Technically, the system in UO doesn't require downtime. It's just
considered good practice. Not sure about EQ or AC.

There is one exception, which is a key difference from text muds, and
that's client-side patches. You generally do not want the client code
and data to get out of sync with the server code and data, even for
brief periods of time (or else strange effects may result) so if you
are doing a client-side patch, you generally force downtime.

> Also, if you limit yourself to large patches which require downtime,
> you're limiting the ability to do smaller, more piecemeal changes
> because you don't want downtime that frequently.

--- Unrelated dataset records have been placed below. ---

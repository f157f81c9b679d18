//! # Bulwark Development Tools
//!
//! Command-line tools for development:
//! - Config and scenario validators
//! - Geometry probes
//! - Scenario runners for target selection and projectile interception

#![forbid(unsafe_code)]
#![warn(missing_docs)]
#![warn(clippy::all, clippy::pedantic)]

pub mod probe;
pub mod scenario;
pub mod validate;

use std::path::Path;

use bulwark_core::error::CoreError;
use bulwark_core::math::{Fixed, Vec3Fixed};
use serde::Serialize;
use thiserror::Error;

/// Errors that can occur while running a tool.
#[derive(Debug, Error)]
pub enum ToolError {
    /// Failed to read file.
    #[error("Failed to read file '{path}': {source}")]
    IoError {
        /// Path to the file.
        path: String,
        /// Underlying IO error.
        #[source]
        source: std::io::Error,
    },

    /// Core rejected the input.
    #[error(transparent)]
    Core(#[from] CoreError),

    /// Unknown scan flag name on the command line.
    #[error("Unknown scan flag: {0}")]
    UnknownFlag(String),

    /// Malformed point on the command line.
    #[error("Invalid point '{0}', expected x,z or x,y,z")]
    InvalidPoint(String),

    /// Failed to encode a report.
    #[error("Failed to encode report: {0}")]
    Json(#[from] serde_json::Error),
}

/// Result type for tool operations.
pub type ToolResult<T> = Result<T, ToolError>;

/// Read a whole text file.
pub fn read_text(path: &Path) -> ToolResult<String> {
    std::fs::read_to_string(path).map_err(|source| ToolError::IoError {
        path: path.display().to_string(),
        source,
    })
}

/// Parse `x,z` or `x,y,z` into a point.
pub fn parse_point(text: &str) -> ToolResult<Vec3Fixed> {
    let parts: Vec<f64> = text
        .split(',')
        .map(|part| part.trim().parse::<f64>())
        .collect::<Result<_, _>>()
        .map_err(|_| ToolError::InvalidPoint(text.to_string()))?;
    match parts.as_slice() {
        &[x, z] => Ok(Vec3Fixed::new(Fixed::from_num(x), Fixed::ZERO, Fixed::from_num(z))),
        &[x, y, z] => Ok(Vec3Fixed::new(
            Fixed::from_num(x),
            Fixed::from_num(y),
            Fixed::from_num(z),
        )),
        _ => Err(ToolError::InvalidPoint(text.to_string())),
    }
}

/// A point in report-friendly decimal form.
#[derive(Debug, Clone, Copy, PartialEq, Serialize)]
pub struct Point {
    /// X coordinate.
    pub x: f64,
    /// Height.
    pub y: f64,
    /// Z coordinate.
    pub z: f64,
}

impl From<Vec3Fixed> for Point {
    fn from(v: Vec3Fixed) -> Self {
        Self {
            x: v.x.to_num(),
            y: v.y.to_num(),
            z: v.z.to_num(),
        }
    }
}

impl std::fmt::Display for Point {
    fn fmt(&self, f: &mut std::fmt::Formatter<'_>) -> std::fmt::Result {
        write!(f, "({:.3}, {:.3}, {:.3})", self.x, self.y, self.z)
    }
}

Well, I guess I shouldn't mention the time that the UO servers had
some sort of critical bug we couldn't replicate and couldn't find but
which caused lockups, so we just ran an actual live server under the
debugger, caught the error, and fixed the screwed up data in memory on
the fly while we prepped the fix. I remember standing over Rick's
shoulder as he did it, both of us knowing that 2500 people were
locking up while he worked in gdb. :) It does happen, it's just not
desirable. :)

> I do recognize that there are some updates that will very likely
> require downtime and that the engineering cost to avoid those would
> outweight the benefits.  But with some of the trends that are
> currently visible in the industry, I wouldn't be surprised to see
> smaller updates become more common (and therefore a necessity at the
> technology level).

Given the QA process involved in posting changes to live servers, even
small updates have significant overhead--too small a change is more of
a pain to test than getting several small ones into one update. So an
"optimum size" seems to be what has evolved.